======== Data section ========
//! Editing commands a host binds to toolbar buttons and keys.
//!
//! A command works on a selection of blocks inside one change block. When
//! an edit has to skip blocks because of the schema the command reports
//! [`CommandOutcome::NotApplied`] and the caller discards the change block,
//! so the document is either fully updated or left alone.

use crate::error::{EditError, SchemaRejection};
use crate::model::{AttributeValue, BlockId, ChangeBlock, ListAttr, ListAttributes, ListType};

use super::edit::{self, EditOutcome};
use super::query::{self, ItemBlocks, ListQuery};
use super::walker::{ListWalker, WalkerOptions};

/// Presentation attributes set through the list properties panel.
/// `start` and `reversed` only apply to ordered lists.
#[derive(Debug, Clone, Default, PartialEq, Eq)]
pub struct ListProperties {
    pub style: Option<String>,
    pub start: Option<u32>,
    pub reversed: Option<bool>,
}

#[derive(Debug, Clone, PartialEq, Eq)]
pub enum Command {
    /// Turn the selection into items of the given type, or back into plain
    /// blocks when it already is one.
    ToggleList(ListType),
    Indent,
    Outdent,
    /// Split the item before the first selected block.
    SplitItem,
    /// Merge the item of the first selected block into the item before it.
    MergeBackward,
    SetListProperties(ListProperties),
    SetMarker {
        attribute: String,
        value: Option<AttributeValue>,
    },
}

#[derive(Debug, Clone, PartialEq, Eq)]
pub enum CommandOutcome {
    Applied { changed: Vec<BlockId> },
    NotApplied { skipped: Vec<SchemaRejection> },
}

impl CommandOutcome {
    pub fn is_applied(&self) -> bool {
        matches!(self, CommandOutcome::Applied { .. })
    }
}

fn selected(query: &ListQuery<'_>, selection: &[BlockId]) -> Vec<BlockId> {
    let mut found: Vec<(usize, BlockId)> = selection
        .iter()
        .filter_map(|&id| query.index_of(id).map(|index| (index, id)))
        .collect();
    found.sort();
    found.dedup();
    found.into_iter().map(|(_, id)| id).collect()
}

fn selected_list_blocks(query: &ListQuery<'_>, selection: &[BlockId]) -> Vec<BlockId> {
    selected(query, selection)
        .into_iter()
        .filter(|&id| {
            query
                .index_of(id)
                .is_some_and(|index| query.blocks()[index].is_list_block())
        })
        .collect()
}

fn splits_inside_item(query: &ListQuery<'_>, blocks: &[BlockId]) -> bool {
    query.is_single_list_item(blocks)
        && blocks
            .first()
            .is_some_and(|&first| !query.is_first_block_of_item(first))
}

fn merge_target(query: &ListQuery<'_>, block: BlockId) -> Option<BlockId> {
    let index = query.index_of(block)?;
    let blocks = query.blocks();
    ListWalker::first(
        blocks,
        index,
        WalkerOptions::backward().same_indent().lower_indent(),
    )
    .map(|i| blocks[i].id)
}

pub fn is_enabled(query: &ListQuery<'_>, command: &Command, selection: &[BlockId]) -> bool {
    let list_blocks = selected_list_blocks(query, selection);
    match command {
        Command::ToggleList(_) => !selected(query, selection).is_empty(),
        Command::Indent => {
            if list_blocks.is_empty() {
                return false;
            }
            if splits_inside_item(query, &list_blocks) {
                return true;
            }
            let expanded = query.expand_to_complete_items(&list_blocks);
            expanded.first().is_some_and(|&first| {
                query
                    .previous_sibling_of(first, &[ListAttr::Type])
                    .is_some()
            })
        }
        Command::Outdent | Command::SetListProperties(_) | Command::SetMarker { .. } => {
            !list_blocks.is_empty()
        }
        Command::SplitItem => list_blocks
            .first()
            .is_some_and(|&first| !query.is_first_block_of_item(first)),
        Command::MergeBackward => list_blocks.first().is_some_and(|&first| {
            query.is_first_block_of_item(first) && merge_target(query, first).is_some()
        }),
    }
}

/// Runs `command` on `selection`.
///
/// Disabled commands and commands that hit a schema rejection return
/// [`CommandOutcome::NotApplied`]; in the latter case the change block holds
/// partial writes and must be discarded by the caller.
pub fn execute(
    tx: &mut ChangeBlock<'_>,
    command: &Command,
    selection: &[BlockId],
) -> Result<CommandOutcome, EditError> {
    if !is_enabled(&tx.query(), command, selection) {
        return Ok(CommandOutcome::NotApplied {
            skipped: Vec::new(),
        });
    }

    let outcome = match command {
        Command::ToggleList(list_type) => toggle_list(tx, list_type, selection)?,
        Command::Indent => indent(tx, selection)?,
        Command::Outdent => outdent(tx, selection)?,
        Command::SplitItem => {
            let blocks = selected_list_blocks(&tx.query(), selection);
            edit::split_item_before(tx, blocks[0])?
        }
        Command::MergeBackward => {
            let blocks = selected_list_blocks(&tx.query(), selection);
            let target = merge_target(&tx.query(), blocks[0])
                .ok_or_else(|| EditError::InvalidOperation("nothing to merge into".into()))?;
            edit::merge_item_before(tx, blocks[0], target)?
        }
        Command::SetListProperties(properties) => {
            set_list_properties(tx, properties, selection)?
        }
        Command::SetMarker { attribute, value } => {
            set_marker(tx, attribute, value.as_ref(), selection)?
        }
    };

    if outcome.skipped.is_empty() {
        Ok(CommandOutcome::Applied {
            changed: outcome.changed,
        })
    } else {
        Ok(CommandOutcome::NotApplied {
            skipped: outcome.skipped,
        })
    }
}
========
## Problem to work on
Could every entry above be printed again, word for word?

## Task response
//! Editing commands a host binds to toolbar buttons and keys.
//!
//! A command works on a selection of blocks inside one change block. When
//! an edit has to skip blocks because of the schema the command reports
//! [`CommandOutcome::NotApplied`] and the caller discards the change block,
//! so the document is either fully updated or left alone.

use crate::error::{EditError, SchemaRejection};
use crate::model::{AttributeValue, BlockId, ChangeBlock, ListAttr, ListAttributes, ListType};

use super::edit::{self, EditOutcome};
use super::query::{self, ItemBlocks, ListQuery};
use super::walker::{ListWalker, WalkerOptions};

/// Presentation attributes set through the list properties panel.
/// `start` and `reversed` only apply to ordered lists.
#[derive(Debug, Clone, Default, PartialEq, Eq)]
pub struct ListProperties {
    pub style: Option<String>,
    pub start: Option<u32>,
    pub reversed: Option<bool>,
}

#[derive(Debug, Clone, PartialEq, Eq)]
pub enum Command {
    /// Turn the selection into items of the given type, or back into plain
    /// blocks when it already is one.
    ToggleList(ListType),
    Indent,
    Outdent,
    /// Split the item before the first selected block.
    SplitItem,
    /// Merge the item of the first selected block into the item before it.
    MergeBackward,
    SetListProperties(ListProperties),
    SetMarker {
        attribute: String,
        value: Option<AttributeValue>,
    },
}

#[derive(Debug, Clone, PartialEq, Eq)]
pub enum CommandOutcome {
    Applied { changed: Vec<BlockId> },
    NotApplied { skipped: Vec<SchemaRejection> },
}

impl CommandOutcome {
    pub fn is_applied(&self) -> bool {
        matches!(self, CommandOutcome::Applied { .. })
    }
}

fn selected(query: &ListQuery<'_>, selection: &[BlockId]) -> Vec<BlockId> {
    let mut found: Vec<(usize, BlockId)> = selection
        .iter()
        .filter_map(|&id| query.index_of(id).map(|index| (index, id)))
        .collect();
    found.sort();
    found.dedup();
    found.into_iter().map(|(_, id)| id).collect()
}

fn selected_list_blocks(query: &ListQuery<'_>, selection: &[BlockId]) -> Vec<BlockId> {
    selected(query, selection)
        .into_iter()
        .filter(|&id| {
            query
                .index_of(id)
                .is_some_and(|index| query.blocks()[index].is_list_block())
        })
        .collect()
}

fn splits_inside_item(query: &ListQuery<'_>, blocks: &[BlockId]) -> bool {
    query.is_single_list_item(blocks)
        && blocks
            .first()
            .is_some_and(|&first| !query.is_first_block_of_item(first))
}

fn merge_target(query: &ListQuery<'_>, block: BlockId) -> Option<BlockId> {
    let index = query.index_of(block)?;
    let blocks = query.blocks();
    ListWalker::first(
        blocks,
        index,
        WalkerOptions::backward().same_indent().lower_indent(),
    )
    .map(|i| blocks[i].id)
}

pub fn is_enabled(query: &ListQuery<'_>, command: &Command, selection: &[BlockId]) -> bool {
    let list_blocks = selected_list_blocks(query, selection);
    match command {
        Command::ToggleList(_) => !selected(query, selection).is_empty(),
        Command::Indent => {
            if list_blocks.is_empty() {
                return false;
            }
            if splits_inside_item(query, &list_blocks) {
                return true;
            }
            let expanded = query.expand_to_complete_items(&list_blocks);
            expanded.first().is_some_and(|&first| {
                query
                    .previous_sibling_of(first, &[ListAttr::Type])
                    .is_some()
            })
        }
        Command::Outdent | Command::SetListProperties(_) | Command::SetMarker { .. } => {
            !list_blocks.is_empty()
        }
        Command::SplitItem => list_blocks
            .first()
            .is_some_and(|&first| !query.is_first_block_of_item(first)),
        Command::MergeBackward => list_blocks.first().is_some_and(|&first| {
            query.is_first_block_of_item(first) && merge_target(query, first).is_some()
        }),
    }
}

/// Runs `command` on `selection`.
///
/// Disabled commands and commands that hit a schema rejection return
/// [`CommandOutcome::NotApplied`]; in the latter case the change block holds
/// partial writes and must be discarded by the caller.
pub fn execute(
    tx: &mut ChangeBlock<'_>,
    command: &Command,
    selection: &[BlockId],
) -> Result<CommandOutcome, EditError> {
    if !is_enabled(&tx.query(), command, selection) {
        return Ok(CommandOutcome::NotApplied {
            skipped: Vec::new(),
        });
    }

    let outcome = match command {
        Command::ToggleList(list_type) => toggle_list(tx, list_type, selection)?,
        Command::Indent => indent(tx, selection)?,
        Command::Outdent => outdent(tx, selection)?,
        Command::SplitItem => {
            let blocks = selected_list_blocks(&tx.query(), selection);
            edit::split_item_before(tx, blocks[0])?
        }
        Command::MergeBackward => {
            let blocks = selected_list_blocks(&tx.query(), selection);
            let target = merge_target(&tx.query(), blocks[0])
                .ok_or_else(|| EditError::InvalidOperation("nothing to merge into".into()))?;
            edit::merge_item_before(tx, blocks[0], target)?
        }
        Command::SetListProperties(properties) => {
            set_list_properties(tx, properties, selection)?
        }
        Command::SetMarker { attribute, value } => {
            set_marker(tx, attribute, value.as_ref(), selection)?
        }
    };

    if outcome.skipped.is_empty() {
        Ok(CommandOutcome::Applied {
            changed: outcome.changed,
        })
    } else {
        Ok(CommandOutcome::NotApplied {
            skipped: outcome.skipped,
        })
    }
}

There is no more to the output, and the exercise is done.